This CVE addresses two commits, one in the ipv6 stack and the other in l2tp. There is two introduced commits one is 85cb73f ("net: ipv6: reset daddr and dport in sk if connect() fails") was merged in 4.12 and the other commit 3557baa ("[L2TP]: PPP over L2TP driver core") was merged in 2.6.23-rc1.
Fixed commits have been merged since 4.16-rc7 so 4.16 or later kernels don't affect this vulnerability.

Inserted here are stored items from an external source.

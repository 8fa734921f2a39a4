//! Tunesync Core Library
//!
//! This crate provides the download/synchronization engine for Tunesync:
//! - Streaming media fetching with chunked progress and cooperative
//!   cancellation
//! - A bounded worker pool running per-item download tasks
//! - A download manager facade with a multicast status stream and a failed
//!   ledger for user-triggered retries
//! - Periodic reconciliation of remote playlists against the local library

pub mod catalog;
pub mod config;
pub mod error;
pub mod fetcher;
pub mod library;
pub mod manager;
pub mod metadata;
pub mod pool;
pub mod storage;
pub mod sync;
pub mod task;

pub use catalog::{
    HttpCatalog, ItemPage, PlaylistPage, RemoteCatalog, RemoteItem, RemotePlaylist, ResolvedMedia,
};
pub use config::AppConfig;
pub use error::{DownloadError, Error, Result};
pub use fetcher::{CancelToken, FetchOutcome, HttpMediaFetcher, MediaFetcher, Progress};
pub use library::{InMemoryMediaLibrary, LocalPlaylist, MediaLibrary};
pub use manager::DownloadManager;
pub use pool::{DownloadingJob, FailedJob, JobState, StatusEvent, WorkerPool};
pub use storage::MediaStorage;
pub use sync::{BindingProvider, PlaylistBind, StaticBindings, SyncHandle, SyncReport, SyncWorker};
pub use task::DownloadTask;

Commit 2f987a76("net: ipv6: keep sk status consistent after datagram connect failure") fixes 85cb73f and commit b954f940("l2tp: fix races with ipv4-mapped ipv6 addresses") fixes commit 3557baa.

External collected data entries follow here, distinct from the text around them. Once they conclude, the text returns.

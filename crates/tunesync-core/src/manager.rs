//! Download manager facade.
//!
//! The single entry point for the download engine: enqueue, cancel, retry,
//! point-in-time queries and the multicast status stream. Collaborators are
//! injected explicitly; there is no global state.

use std::sync::Arc;

use tokio::sync::broadcast;
use tracing::{debug, info, warn};

use crate::catalog::{RemoteCatalog, RemoteItem};
use crate::error::Result;
use crate::fetcher::MediaFetcher;
use crate::library::{LocalPlaylist, MediaLibrary};
use crate::pool::{DownloadingJob, FailedJob, JobState, StatusEvent, WorkerPool};
use crate::storage::MediaStorage;
use crate::task::DownloadTask;

/// Facade over the worker pool and the download collaborators.
///
/// All operations are safe to call concurrently from multiple callers.
/// `enqueue` and `retry` must be called from within a Tokio runtime.
pub struct DownloadManager {
    pool: WorkerPool,
    catalog: Arc<dyn RemoteCatalog>,
    fetcher: Arc<dyn MediaFetcher>,
    library: Arc<dyn MediaLibrary>,
    storage: Arc<MediaStorage>,
}

impl DownloadManager {
    /// Create a manager with a pool sized to the host's logical cores.
    ///
    /// Ensures the storage directories exist and purges any partial files
    /// left behind by a previous crash.
    ///
    /// # Errors
    ///
    /// Returns an error if the storage root cannot be prepared.
    pub fn new(
        catalog: Arc<dyn RemoteCatalog>,
        fetcher: Arc<dyn MediaFetcher>,
        library: Arc<dyn MediaLibrary>,
        storage: Arc<MediaStorage>,
    ) -> Result<Self> {
        Self::with_pool(catalog, fetcher, library, storage, WorkerPool::new())
    }

    /// Create a manager with an explicitly sized pool.
    ///
    /// # Errors
    ///
    /// Returns an error if the storage root cannot be prepared.
    pub fn with_pool(
        catalog: Arc<dyn RemoteCatalog>,
        fetcher: Arc<dyn MediaFetcher>,
        library: Arc<dyn MediaLibrary>,
        storage: Arc<MediaStorage>,
        pool: WorkerPool,
    ) -> Result<Self> {
        storage.ensure_directories()?;
        let purged = storage.purge_stale_downloads()?;
        if purged > 0 {
            info!("purged {purged} stale partial downloads");
        }

        Ok(Self {
            pool,
            catalog,
            fetcher,
            library,
            storage,
        })
    }

    /// Enqueue a download for `item`, to be registered with `playlists` on
    /// completion. Fire-and-forget: returns as soon as the task is queued.
    ///
    /// Returns `false` if the item already has a non-terminal task or sits
    /// in the failed ledger. Whether the item is already in the media
    /// library is the caller's concern and is not re-checked here.
    pub fn enqueue(&self, item: RemoteItem, playlists: Vec<LocalPlaylist>) -> bool {
        debug!("enqueue requested for {}", item.id);
        let accepted = self.pool.submit(self.build_task(item, playlists));
        if !accepted {
            debug!("enqueue was a no-op");
        }
        accepted
    }

    /// Cancel the download of `item_id`. Idempotent: cancelling an item
    /// without a non-terminal task returns `false` and changes nothing.
    pub fn cancel(&self, item_id: &str) -> bool {
        self.pool.cancel(item_id)
    }

    /// Retry a failed download.
    ///
    /// Valid only while `item_id` is in the failed ledger; the task is
    /// re-submitted with the originally requested playlists. Returns `false`
    /// otherwise.
    pub fn retry(&self, item_id: &str) -> bool {
        let Some(failed) = self.pool.take_failed(item_id) else {
            warn!("retry rejected: {item_id} is not in the failed ledger");
            return false;
        };

        info!("retrying {item_id}");
        self.pool
            .submit(self.build_task(failed.item, failed.playlists))
    }

    /// Point-in-time state of `item_id`: the live state of a non-terminal
    /// task, the retained error of a failed one, or `None`.
    #[must_use]
    pub fn job_state(&self, item_id: &str) -> Option<JobState> {
        self.pool.job_state(item_id)
    }

    /// All non-terminal jobs with their display metadata as captured at
    /// enqueue time.
    #[must_use]
    pub fn downloading_jobs(&self) -> Vec<DownloadingJob> {
        self.pool.active_jobs()
    }

    /// Snapshot of the failed ledger.
    #[must_use]
    pub fn failed_jobs(&self) -> Vec<FailedJob> {
        self.pool.failed_jobs()
    }

    /// Subscribe to status transitions. New subscribers receive only future
    /// transitions; there is no replay.
    #[must_use]
    pub fn observe_status(&self) -> broadcast::Receiver<StatusEvent> {
        self.pool.subscribe()
    }

    /// The storage layout backing this manager.
    #[must_use]
    pub fn storage(&self) -> &MediaStorage {
        &self.storage
    }

    fn build_task(&self, item: RemoteItem, playlists: Vec<LocalPlaylist>) -> DownloadTask {
        DownloadTask::new(
            item,
            playlists,
            Arc::clone(&self.catalog),
            Arc::clone(&self.fetcher),
            Arc::clone(&self.library),
            Arc::clone(&self.storage),
        )
    }
}

impl std::fmt::Debug for DownloadManager {
    fn fmt(&self, f: &mut std::fmt::Formatter<'_>) -> std::fmt::Result {
        f.debug_struct("DownloadManager")
            .field("workers", &self.pool.workers())
            .finish_non_exhaustive()
    }
}

#[cfg(test)]
mod tests {
    use super::*;
    use crate::catalog::{MockRemoteCatalog, ResolvedMedia};
    use crate::error::Error;
    use crate::fetcher::{CancelToken, FetchOutcome, Progress, ProgressFn};
    use crate::library::MockMediaLibrary;
    use async_trait::async_trait;
    use std::path::Path;
    use std::time::Duration;
    use tempfile::TempDir;
    use tokio::time::timeout;

    struct InstantFetcher;

    #[async_trait]
    impl MediaFetcher for InstantFetcher {
        async fn fetch(
            &self,
            _source_url: &str,
            destination: &Path,
            on_progress: &ProgressFn,
            cancel: &CancelToken,
        ) -> crate::error::Result<FetchOutcome> {
            if cancel.is_cancelled() {
                return Ok(FetchOutcome::Cancelled);
            }
            std::fs::write(destination, b"data")?;
            on_progress(Progress::completed(4));
            Ok(FetchOutcome::Completed { bytes: 4 })
        }
    }

    fn item(id: &str) -> RemoteItem {
        RemoteItem {
            id: id.to_string(),
            title: format!("Title {id}"),
            author: "Author".to_string(),
            duration_millis: 1000,
            description: String::new(),
            thumbnail_url: format!("https://img.test/{id}.jpeg"),
        }
    }

    fn manager_with(
        dir: &TempDir,
        catalog: MockRemoteCatalog,
        library: MockMediaLibrary,
    ) -> DownloadManager {
        DownloadManager::with_pool(
            Arc::new(catalog),
            Arc::new(InstantFetcher),
            Arc::new(library),
            Arc::new(MediaStorage::new(dir.path())),
            WorkerPool::with_workers(2),
        )
        .unwrap()
    }

    async fn wait_terminal(
        events: &mut broadcast::Receiver<StatusEvent>,
        item_id: &str,
    ) -> JobState {
        timeout(Duration::from_secs(5), async {
            loop {
                if let Ok(event) = events.recv().await
                    && event.item_id == item_id
                    && event.state.is_terminal()
                {
                    return event.state;
                }
            }
        })
        .await
        .unwrap_or_else(|_| panic!("timed out waiting for {item_id}"))
    }

    #[tokio::test]
    async fn test_construction_purges_stale_partials() {
        let dir = TempDir::new().unwrap();
        let storage = MediaStorage::new(dir.path());
        storage.ensure_directories().unwrap();
        std::fs::write(storage.downloading_file("ghost"), b"stale").unwrap();

        let manager = manager_with(&dir, MockRemoteCatalog::new(), MockMediaLibrary::new());

        assert!(!manager.storage().downloading_file("ghost").exists());
    }

    #[tokio::test]
    async fn test_enqueue_completes_and_clears_job_list() {
        let dir = TempDir::new().unwrap();

        let mut catalog = MockRemoteCatalog::new();
        catalog.expect_resolve_item().returning(|id| {
            Ok(ResolvedMedia {
                media_url: format!("https://cdn.test/{id}"),
                content_length: Some(4),
                live: false,
            })
        });
        let mut library = MockMediaLibrary::new();
        library
            .expect_register_completed_item()
            .times(1)
            .returning(|_, _| Ok(()));

        let manager = manager_with(&dir, catalog, library);
        let mut events = manager.observe_status();

        assert!(manager.enqueue(item("abc"), vec![LocalPlaylist::new(1, "Rock")]));
        let jobs = manager.downloading_jobs();
        assert_eq!(jobs.len(), 1);
        assert_eq!(jobs[0].title, "Title abc");
        assert_eq!(jobs[0].thumbnail_url, "https://img.test/abc.jpeg");

        assert_eq!(wait_terminal(&mut events, "abc").await, JobState::Completed);
        assert!(manager.downloading_jobs().is_empty());
        assert!(manager.job_state("abc").is_none());
    }

    #[tokio::test]
    async fn test_double_enqueue_runs_once() {
        let dir = TempDir::new().unwrap();

        let mut catalog = MockRemoteCatalog::new();
        catalog.expect_resolve_item().times(1).returning(|id| {
            Ok(ResolvedMedia {
                media_url: format!("https://cdn.test/{id}"),
                content_length: Some(4),
                live: false,
            })
        });
        let mut library = MockMediaLibrary::new();
        library
            .expect_register_completed_item()
            .times(1)
            .returning(|_, _| Ok(()));

        let manager = manager_with(&dir, catalog, library);
        let mut events = manager.observe_status();

        assert!(manager.enqueue(item("x"), Vec::new()));
        assert!(!manager.enqueue(item("x"), Vec::new()));

        wait_terminal(&mut events, "x").await;
    }

    #[tokio::test]
    async fn test_retry_requires_a_ledger_entry() {
        let dir = TempDir::new().unwrap();
        let manager = manager_with(&dir, MockRemoteCatalog::new(), MockMediaLibrary::new());

        assert!(!manager.retry("never-failed"));
    }

    #[tokio::test]
    async fn test_retry_reuses_original_playlists() {
        let dir = TempDir::new().unwrap();

        // Resolution fails on the first attempt set, succeeds afterwards.
        let calls = Arc::new(std::sync::atomic::AtomicUsize::new(0));
        let counter = Arc::clone(&calls);
        let mut catalog = MockRemoteCatalog::new();
        catalog.expect_resolve_item().returning(move |id| {
            if counter.fetch_add(1, std::sync::atomic::Ordering::SeqCst) < 3 {
                Err(Error::Catalog("down".to_string()))
            } else {
                Ok(ResolvedMedia {
                    media_url: format!("https://cdn.test/{id}"),
                    content_length: Some(4),
                    live: false,
                })
            }
        });

        let mut library = MockMediaLibrary::new();
        library
            .expect_register_completed_item()
            .withf(|_, playlists| playlists == &[LocalPlaylist::new(7, "Jazz")])
            .times(1)
            .returning(|_, _| Ok(()));

        let manager = manager_with(&dir, catalog, library);
        let mut events = manager.observe_status();

        assert!(manager.enqueue(item("r"), vec![LocalPlaylist::new(7, "Jazz")]));
        let state = wait_terminal(&mut events, "r").await;
        assert!(matches!(state, JobState::Failed(_)));
        assert_eq!(manager.failed_jobs().len(), 1);

        // While failed, a plain enqueue is rejected but retry goes through.
        assert!(!manager.enqueue(item("r"), Vec::new()));
        assert!(manager.retry("r"));
        assert_eq!(wait_terminal(&mut events, "r").await, JobState::Completed);
        assert!(manager.failed_jobs().is_empty());
    }

    #[tokio::test]
    async fn test_cancel_unknown_item_is_idempotent() {
        let dir = TempDir::new().unwrap();
        let manager = manager_with(&dir, MockRemoteCatalog::new(), MockMediaLibrary::new());

        assert!(!manager.cancel("nothing"));
        assert!(!manager.cancel("nothing"));
    }
}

To apply patches to 4.4, it needs to fix conflicts.
CVSS v3 score is not provided.
Fixed status
mainline: [2f987a76a97773beafbc615b9c4d8fe79129a7f4, b954f94023dcc61388c8384f0f14eb8e42c863c5] stable/4.4: not fixed yet
Others are fixed, but this one may be worth watching. Fortunately it is not remote attack, AFAICT.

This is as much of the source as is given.